Um tal de Sinhô
Vamos mudar de assunto? Vamos deixar a copa de lado? Vou falar de um tal de ‘Sinhô’...
UM TAL DE SINHÔ
- E aí cumpade?
- Bão.
- Vamo apostá quem tira a tarefa primêro?
- Vamo.
- Quem perdê vai pagá o quê?
- Vai tê de contá uma história que nóis num cunhece.
- Tão tá bão.
- Vamo fazê um paiêro primêro pra ispantá os mosquito.
- Vamo.
Depois de capinarem milho por duas horas sem parar o cumpade Zé Mutreta perdeu a aposta. Beberam uma água fresca no ribeirão, sentaram debaixo de um pé de jatobá, fizeram mais um paieiro, tomaram um golo de café e o compadre Zé começou a pagar a aposta.
- Hoje cê perdeu hein cumpade?
- Foi pro caso da mardita da inxada que desincavô.
- Será?
- Foi.
- Tá lembrano da aposta?
- Tô. O pió que tô num aperto danado proquê toda história queu sei cê tamém sabe.
- Aposta é aposta, quem perde tem que pagá.
- É.
- Mais café cumpade prá clareá as idéia.
- Daí.
- Cê sabe que se num pagá a aposta no dia que fô arrudá capiná meu mio vai tê de tirá duas tarefa.
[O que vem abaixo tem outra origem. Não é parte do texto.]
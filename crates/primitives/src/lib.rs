//! Account abstraction (ERC-4337) primitive types
//!
//! This crate contains user operation types of both entry point versions, their hashing and
//! signing, the results returned by bundlers and paymasters and helper functions.

pub mod chain;
pub mod constants;
mod entry_point;
mod gas;
pub mod provider;
mod sponsor;
mod user_operation;
mod utils;
mod wallet;

pub use entry_point::EntryPointVersion;
pub use gas::{GasPrice, GasPriceTier, UserOperationGasPrice};
pub use sponsor::{
    SponsorMergeError, SponsorUserOperationResult, SponsorUserOperationResultV06,
    SponsorUserOperationResultV07,
};
pub use user_operation::{
    PackedUserOperation, UserOperation, UserOperationByHash, UserOperationGasEstimation,
    UserOperationHash, UserOperationPartial, UserOperationReceipt, UserOperationV06,
    UserOperationV07,
};
pub use utils::{
    as_checksum_addr, get_address, pack_init_code, pack_paymaster_and_data, pack_uint128,
    unpack_init_code, unpack_uint128,
};
pub use wallet::{load_or_generate, Wallet, WalletError};
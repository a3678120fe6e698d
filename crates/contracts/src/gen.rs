//! Contract bindings

pub mod entry_point_api {
    use ethers::contract::abigen;

    abigen!(
        EntryPointAPI,
        r#"[
            function getSenderAddress(bytes initCode) external
            function getNonce(address sender, uint192 key) external view returns (uint256 nonce)
            function balanceOf(address account) external view returns (uint256)
            function depositTo(address account) external payable
            error FailedOp(uint256 opIndex, string reason)
            error FailedOpWithRevert(uint256 opIndex, string reason, bytes inner)
            error SenderAddressResult(address sender)
        ]"#
    );
}

pub mod simple_account {
    use ethers::contract::abigen;

    abigen!(
        SimpleAccountFactory,
        r#"[
            function createAccount(address owner, uint256 salt) external returns (address ret)
            function getAddress(address owner, uint256 salt) external view returns (address)
        ]"#
    );

    abigen!(
        SimpleAccount,
        r#"[
            function execute(address dest, uint256 value, bytes func) external
            function executeBatch(address[] dest, bytes[] func) external
        ]"#
    );
}

pub mod safe {
    use ethers::contract::abigen;

    abigen!(
        SafeProxyFactory,
        r#"[
            function createProxyWithNonce(address singleton, bytes initializer, uint256 saltNonce) external returns (address proxy)
        ]"#
    );

    abigen!(
        Safe,
        r#"[
            function setup(address[] owners, uint256 threshold, address to, bytes data, address fallbackHandler, address paymentToken, uint256 payment, address paymentReceiver) external
        ]"#
    );

    abigen!(
        SafeModuleSetup,
        r#"[
            function enableModules(address[] modules) external
        ]"#
    );

    abigen!(
        MultiSend,
        r#"[
            function multiSend(bytes transactions) external payable
        ]"#
    );

    abigen!(
        Safe4337Module,
        r#"[
            function executeUserOpWithErrorString(address to, uint256 value, bytes data, uint8 operation) external
        ]"#
    );
}

pub mod erc20 {
    use ethers::contract::abigen;

    abigen!(
        ERC20,
        r#"[
            function balanceOf(address owner) external view returns (uint256)
            function approve(address spender, uint256 value) external returns (bool)
            function decimals() external view returns (uint8)
        ]"#
    );
}
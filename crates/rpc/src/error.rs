use jsonrpsee::core::ClientError;
use std::time::Duration;
use thiserror::Error;
use uorun_primitives::UserOperationHash;

/// Bundler and paymaster client errors
#[derive(Debug, Error)]
pub enum RpcClientError {
    /// JSON-RPC request failed (transport error or error response)
    #[error(transparent)]
    Client(#[from] ClientError),

    #[error("invalid endpoint {url}: {inner}")]
    InvalidUrl { url: String, inner: String },

    #[error("user operation {hash} not included after {timeout:?}")]
    Timeout { hash: UserOperationHash, timeout: Duration },
}
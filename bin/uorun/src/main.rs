fn main() {
    if let Err(err) = uorun::cli::run() {
        eprintln!("Error: {err:?}");
        std::process::exit(1);
    }
}
use ethers::types::{Address, U64};
use jsonrpsee::{core::RpcResult, proc_macros::rpc};
use uorun_primitives::{
    UserOperation, UserOperationByHash, UserOperationGasEstimation, UserOperationHash,
    UserOperationPartial, UserOperationReceipt,
};

/// The ERC-4337 `eth` namespace RPC methods trait
#[rpc(client, server, namespace = "eth")]
pub trait EthApi {
    /// Retrieve the current [EIP-155](https://eips.ethereum.org/EIPS/eip-155) chain ID.
    #[method(name = "chainId")]
    async fn chain_id(&self) -> RpcResult<U64>;

    /// Get the supported entry points for [UserOperations](UserOperation).
    ///
    /// # Returns
    /// * `RpcResult<Vec<String>>` - A array of the entry point addresses as strings.
    #[method(name = "supportedEntryPoints")]
    async fn supported_entry_points(&self) -> RpcResult<Vec<String>>;

    /// Send a [UserOperation](UserOperation).
    ///
    /// # Arguments
    /// * `user_operation: UserOperation` - The [UserOperation](UserOperation) to be sent.
    /// * `entry_point: Address` - The address of the entry point.
    ///
    /// # Returns
    /// * `RpcResult<UserOperationHash>` - The hash of the sent [UserOperation](UserOperation).
    #[method(name = "sendUserOperation")]
    async fn send_user_operation(
        &self,
        user_operation: UserOperation,
        entry_point: Address,
    ) -> RpcResult<UserOperationHash>;

    /// Estimate the gas required for a user operation.
    /// See [How ERC-4337 Gas Estimation Works](https://www.alchemy.com/blog/erc-4337-gas-estimation).
    ///
    /// # Arguments
    /// * `user_operation: [UserOperationPartial](UserOperationPartial)` - A [partial user operation](UserOperationPartial) for which to estimate the gas.
    /// * `entry_point: Address` - The address of the entry point.
    #[method(name = "estimateUserOperationGas")]
    async fn estimate_user_operation_gas(
        &self,
        user_operation: UserOperationPartial,
        entry_point: Address,
    ) -> RpcResult<UserOperationGasEstimation>;

    /// Retrieve the receipt of a [UserOperation](UserOperation), `None` until it is included.
    #[method(name = "getUserOperationReceipt")]
    async fn get_user_operation_receipt(
        &self,
        user_operation_hash: UserOperationHash,
    ) -> RpcResult<Option<UserOperationReceipt>>;

    /// Retrieve a [UserOperation](UserOperation) by its hash.
    #[method(name = "getUserOperationByHash")]
    async fn get_user_operation_by_hash(
        &self,
        user_operation_hash: UserOperationHash,
    ) -> RpcResult<Option<UserOperationByHash>>;
}
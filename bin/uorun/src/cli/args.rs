use crate::{
    flows::Transaction,
    utils::{parse_address, parse_bytes, parse_chain, parse_u256},
};
use alloy_chains::Chain;
use clap::{Parser, ValueEnum};
use ethers::types::{Address, Bytes, U256};
use expanded_pathbuf::ExpandedPathBuf;
use std::time::Duration;
use uorun_primitives::{
    constants::defaults::{KEY_FILE, PRIVATE_KEY_ENV, RECEIPT_POLL_INTERVAL_MS, RECIPIENT},
    load_or_generate, Wallet,
};
use uorun_rpc::WaitOptions;

/// Chain and service endpoint args
#[derive(Debug, Clone, Parser, PartialEq)]
pub struct NetworkArgs {
    /// Chain to run on, by name (e.g. `sepolia`) or id.
    ///
    /// Defaults to the chain of the walkthrough.
    #[clap(long, value_parser=parse_chain)]
    pub chain: Option<Chain>,

    /// Execution client RPC URL.
    ///
    /// By default, a public endpoint of the chain is used.
    #[clap(long)]
    pub rpc_url: Option<String>,

    /// Bundler RPC URL, overrides the Pimlico bundler.
    #[clap(long)]
    pub bundler_url: Option<String>,

    /// Paymaster RPC URL, overrides the Pimlico paymaster.
    #[clap(long)]
    pub paymaster_url: Option<String>,
}

/// Private key args
#[derive(Debug, Clone, Parser)]
pub struct KeyArgs {
    /// Dotfile the owner's private key is read from and persisted to.
    #[clap(long, default_value = KEY_FILE)]
    pub key_file: ExpandedPathBuf,
}

impl KeyArgs {
    /// Loads `PRIVATE_KEY` (from the environment or the key file) or generates and persists a new
    /// key
    pub fn load_wallet(&self) -> eyre::Result<(Wallet, bool)> {
        dotenv::from_path(self.key_file.as_path()).ok();
        let private_key = std::env::var(PRIVATE_KEY_ENV).ok();
        Ok(load_or_generate(private_key.as_deref(), self.key_file.as_path())?)
    }
}

/// Receipt polling args
#[derive(Debug, Clone, Parser, PartialEq)]
pub struct WaitArgs {
    /// Interval between two `eth_getUserOperationReceipt` calls (in milliseconds).
    #[clap(long, default_value_t = RECEIPT_POLL_INTERVAL_MS)]
    pub poll_interval: u64,

    /// Gives up waiting for the receipt after this many seconds.
    ///
    /// By default, it waits until the user operation is included.
    #[clap(long)]
    pub timeout: Option<u64>,
}

impl WaitArgs {
    pub fn wait_options(&self) -> WaitOptions {
        WaitOptions {
            poll_interval: Duration::from_millis(self.poll_interval),
            timeout: self.timeout.map(Duration::from_secs),
        }
    }
}

/// Transaction sent from the smart account
#[derive(Debug, Clone, Parser, PartialEq)]
pub struct TransactionArgs {
    /// Recipient of the call.
    #[clap(long, default_value = RECIPIENT, value_parser=parse_address)]
    pub to: Address,

    /// Value sent along (in wei).
    #[clap(long, default_value = "0", value_parser=parse_u256)]
    pub value: U256,

    /// Calldata of the call.
    #[clap(long, default_value = "0x1234", value_parser=parse_bytes)]
    pub data: Bytes,
}

impl From<TransactionArgs> for Transaction {
    fn from(args: TransactionArgs) -> Self {
        Self { to: args.to, value: args.value, data: args.data }
    }
}

/// Smart account implementation
#[derive(Debug, Clone, Copy, Default, PartialEq, Eq, ValueEnum)]
pub enum AccountKind {
    /// eth-infinitism SimpleAccount
    #[default]
    Simple,
    /// Safe 1.4.1 with the 4337 module
    Safe,
}
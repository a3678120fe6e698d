//! Paymaster sponsorship results (`pm_sponsorUserOperation`)

use crate::{
    entry_point::EntryPointVersion,
    user_operation::{UserOperation, UserOperationV06, UserOperationV07},
};
use ethers::types::{Address, Bytes, U256};
use serde::{Deserialize, Serialize};
use thiserror::Error;

/// Sponsorship of a v0.6 user operation
#[derive(Clone, Debug, Default, PartialEq, Eq, Serialize, Deserialize)]
#[serde(rename_all = "camelCase")]
pub struct SponsorUserOperationResultV06 {
    pub paymaster_and_data: Bytes,
    pub pre_verification_gas: U256,
    pub verification_gas_limit: U256,
    pub call_gas_limit: U256,
}

/// Sponsorship of a v0.7 user operation
#[derive(Clone, Debug, Default, PartialEq, Eq, Serialize, Deserialize)]
#[serde(rename_all = "camelCase")]
pub struct SponsorUserOperationResultV07 {
    pub call_gas_limit: U256,
    pub verification_gas_limit: U256,
    pub pre_verification_gas: U256,
    pub paymaster: Address,
    pub paymaster_verification_gas_limit: U256,
    pub paymaster_post_op_gas_limit: U256,
    pub paymaster_data: Bytes,
}

/// Result of `pm_sponsorUserOperation`, the shape depends on the entry point
///
/// v0.7 is tried first since a v0.6 result lacks the `paymaster` field.
#[derive(Clone, Debug, PartialEq, Eq, Serialize, Deserialize)]
#[serde(untagged)]
pub enum SponsorUserOperationResult {
    V07(SponsorUserOperationResultV07),
    V06(SponsorUserOperationResultV06),
}

#[derive(Debug, Clone, Copy, Error, PartialEq, Eq)]
#[error("sponsorship for entry point {sponsorship} cannot be applied to a {user_operation} user operation")]
pub struct SponsorMergeError {
    pub sponsorship: EntryPointVersion,
    pub user_operation: EntryPointVersion,
}

impl SponsorUserOperationResultV06 {
    pub fn apply(self, uo: UserOperationV06) -> UserOperationV06 {
        uo.paymaster_and_data(self.paymaster_and_data)
            .pre_verification_gas(self.pre_verification_gas)
            .verification_gas_limit(self.verification_gas_limit)
            .call_gas_limit(self.call_gas_limit)
    }
}

impl SponsorUserOperationResultV07 {
    pub fn apply(self, uo: UserOperationV07) -> UserOperationV07 {
        uo.call_gas_limit(self.call_gas_limit)
            .verification_gas_limit(self.verification_gas_limit)
            .pre_verification_gas(self.pre_verification_gas)
            .paymaster(
                self.paymaster,
                self.paymaster_verification_gas_limit,
                self.paymaster_post_op_gas_limit,
                self.paymaster_data,
            )
    }
}

impl SponsorUserOperationResult {
    pub fn version(&self) -> EntryPointVersion {
        match self {
            Self::V06(_) => EntryPointVersion::V0_6,
            Self::V07(_) => EntryPointVersion::V0_7,
        }
    }

    /// Merges the sponsorship fields into the user operation
    pub fn merge(self, uo: UserOperation) -> Result<UserOperation, SponsorMergeError> {
        match (self, uo) {
            (Self::V06(res), UserOperation::V06(uo)) => Ok(UserOperation::V06(res.apply(uo))),
            (Self::V07(res), UserOperation::V07(uo)) => Ok(UserOperation::V07(res.apply(uo))),
            (res, uo) => Err(SponsorMergeError {
                sponsorship: res.version(),
                user_operation: uo.version(),
            }),
        }
    }
}

#[cfg(test)]
mod tests {
    use super::*;
    use serde_json::json;

    #[test]
    fn deserialize_picks_shape() {
        let res: SponsorUserOperationResult = serde_json::from_value(json!({
            "paymasterAndData": "0x000000000009b901dec1aab9389285965f49d387",
            "preVerificationGas": "0xc350",
            "verificationGasLimit": "0x7a120",
            "callGasLimit": "0x186a0"
        }))
        .unwrap();
        assert_eq!(res.version(), EntryPointVersion::V0_6);

        let res: SponsorUserOperationResult = serde_json::from_value(json!({
            "callGasLimit": "0x1",
            "verificationGasLimit": "0x2",
            "preVerificationGas": "0x3",
            "paymaster": "0x0000000000000039cd5e8ae05257ce51c473ddd1",
            "paymasterVerificationGasLimit": "0x4",
            "paymasterPostOpGasLimit": "0x5",
            "paymasterData": "0x1234"
        }))
        .unwrap();
        assert_eq!(res.version(), EntryPointVersion::V0_7);
    }

    #[test]
    fn merge_v07() {
        let paymaster: Address = "0x0000000000000039cd5e8aE05257CE51C473ddd1".parse().unwrap();
        let res = SponsorUserOperationResult::V07(SponsorUserOperationResultV07 {
            call_gas_limit: 1.into(),
            verification_gas_limit: 2.into(),
            pre_verification_gas: 3.into(),
            paymaster,
            paymaster_verification_gas_limit: 4.into(),
            paymaster_post_op_gas_limit: 5.into(),
            paymaster_data: "0x1234".parse().unwrap(),
        });
        let uo = UserOperationV07::default().max_fee_per_gas(9.into());
        match res.merge(uo.into()).unwrap() {
            UserOperation::V07(uo) => {
                assert_eq!(uo.call_gas_limit, 1.into());
                assert_eq!(uo.pre_verification_gas, 3.into());
                assert_eq!(uo.max_fee_per_gas, 9.into());
                assert_eq!(uo.paymaster, Some(paymaster));
                assert_eq!(uo.paymaster_post_op_gas_limit, Some(5.into()));
            }
            UserOperation::V06(_) => panic!("version changed"),
        }
    }

    #[test]
    fn merge_version_mismatch() {
        let res = SponsorUserOperationResult::V06(SponsorUserOperationResultV06::default());
        let err = res.merge(UserOperationV07::default().into()).unwrap_err();
        assert_eq!(err.sponsorship, EntryPointVersion::V0_6);
        assert_eq!(err.user_operation, EntryPointVersion::V0_7);
    }
}
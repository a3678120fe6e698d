//! Service endpoints resolved from the flags, the environment and per-walkthrough defaults

use crate::cli::args::NetworkArgs;
use alloy_chains::{Chain, NamedChain};
use eyre::eyre;
use uorun_primitives::{
    chain::ChainExt,
    constants::{
        pimlico::{API_KEY_ENV, BASE_URL},
        public_rpc,
    },
};

/// Version of the Pimlico API the bundler URL points to
#[derive(Clone, Copy, Debug, Default, PartialEq, Eq)]
pub enum PimlicoApiVersion {
    /// Still serves the v0.6 entry point bundler
    V1,
    #[default]
    V2,
}

impl PimlicoApiVersion {
    fn path(&self) -> &'static str {
        match self {
            Self::V1 => "v1",
            Self::V2 => "v2",
        }
    }
}

/// Pimlico JSON-RPC URL of the chain
pub fn pimlico_url(version: PimlicoApiVersion, chain: &Chain, api_key: &str) -> String {
    format!("{BASE_URL}/{}/{}/rpc?apikey={api_key}", version.path(), chain.pimlico_name())
}

/// Public execution client of the chain, if one is known
pub fn default_rpc_url(chain: &Chain) -> Option<&'static str> {
    match chain.named() {
        Some(NamedChain::Sepolia) => Some(public_rpc::SEPOLIA),
        Some(NamedChain::PolygonMumbai) => Some(public_rpc::POLYGON_MUMBAI),
        _ => None,
    }
}

/// Reads the API key from the environment (after the dotfile is loaded)
pub fn api_key_from_env() -> Option<String> {
    std::env::var(API_KEY_ENV).ok().filter(|key| !key.trim().is_empty())
}

/// Endpoints a walkthrough talks to
#[derive(Clone, Debug, PartialEq, Eq)]
pub struct Config {
    pub chain: Chain,
    rpc_url: Option<String>,
    bundler_url: Option<String>,
    paymaster_url: Option<String>,
    bundler_api: PimlicoApiVersion,
    api_key: Option<String>,
}

impl Config {
    /// Flags take precedence over the defaults of the walkthrough
    pub fn new(
        args: &NetworkArgs,
        default_chain: NamedChain,
        bundler_api: PimlicoApiVersion,
        api_key: Option<String>,
    ) -> Self {
        Self {
            chain: args.chain.unwrap_or_else(|| Chain::from_named(default_chain)),
            rpc_url: args.rpc_url.clone(),
            bundler_url: args.bundler_url.clone(),
            paymaster_url: args.paymaster_url.clone(),
            bundler_api,
            api_key,
        }
    }

    /// Execution client URL
    pub fn rpc_url(&self) -> eyre::Result<&str> {
        self.rpc_url.as_deref().or_else(|| default_rpc_url(&self.chain)).ok_or_else(|| {
            eyre!("No public RPC URL known for chain {}, use --rpc-url", self.chain)
        })
    }

    /// Bundler URL, the Pimlico bundler unless overridden
    pub fn bundler_url(&self) -> eyre::Result<String> {
        match &self.bundler_url {
            Some(url) => Ok(url.clone()),
            None => Ok(pimlico_url(self.bundler_api, &self.chain, self.api_key()?)),
        }
    }

    /// Paymaster URL, the Pimlico (v2) paymaster unless overridden
    pub fn paymaster_url(&self) -> eyre::Result<String> {
        match &self.paymaster_url {
            Some(url) => Ok(url.clone()),
            None => Ok(pimlico_url(PimlicoApiVersion::V2, &self.chain, self.api_key()?)),
        }
    }

    fn api_key(&self) -> eyre::Result<&str> {
        self.api_key.as_deref().ok_or_else(|| eyre!("Missing {API_KEY_ENV}"))
    }
}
- Tô lembrano aqui um causo que meu falecido pai contava dum tar de Sinhô. Meu pai falava que a profissão do home era passeá, pescá e contá mentira.
- Porisso que tem o ditado de que todo pescadô é mentiroso né cumpade.
- É. Diz que teve um dia que o Sinhô saiu de casa bem cedo e falô pra famía que ia caçá lá pas banda do Retiro Véio no leitêro do Sô Quinzinho. Diz que quando o leitêro parô nas terra do Florentino, cumpade dele, o Sinhô apiô do caminhão, ajudô o home tratá das vaca e foi ajudá a cumade fazê frango caipira. Meu pai falava quele contô história e cumeu frango caipira o dia intêro. Dispois de durmi um mucado, falô pro cumpade dele que tinha quimbora proquê tava escureceno e ele tinha que tentá pegá carona.
- Pegô cumpade?
- O home além de sê boa vida era de sorte. Dizia meu pai que quando ele chegô na incruziada já passô um carro e deu carona prele.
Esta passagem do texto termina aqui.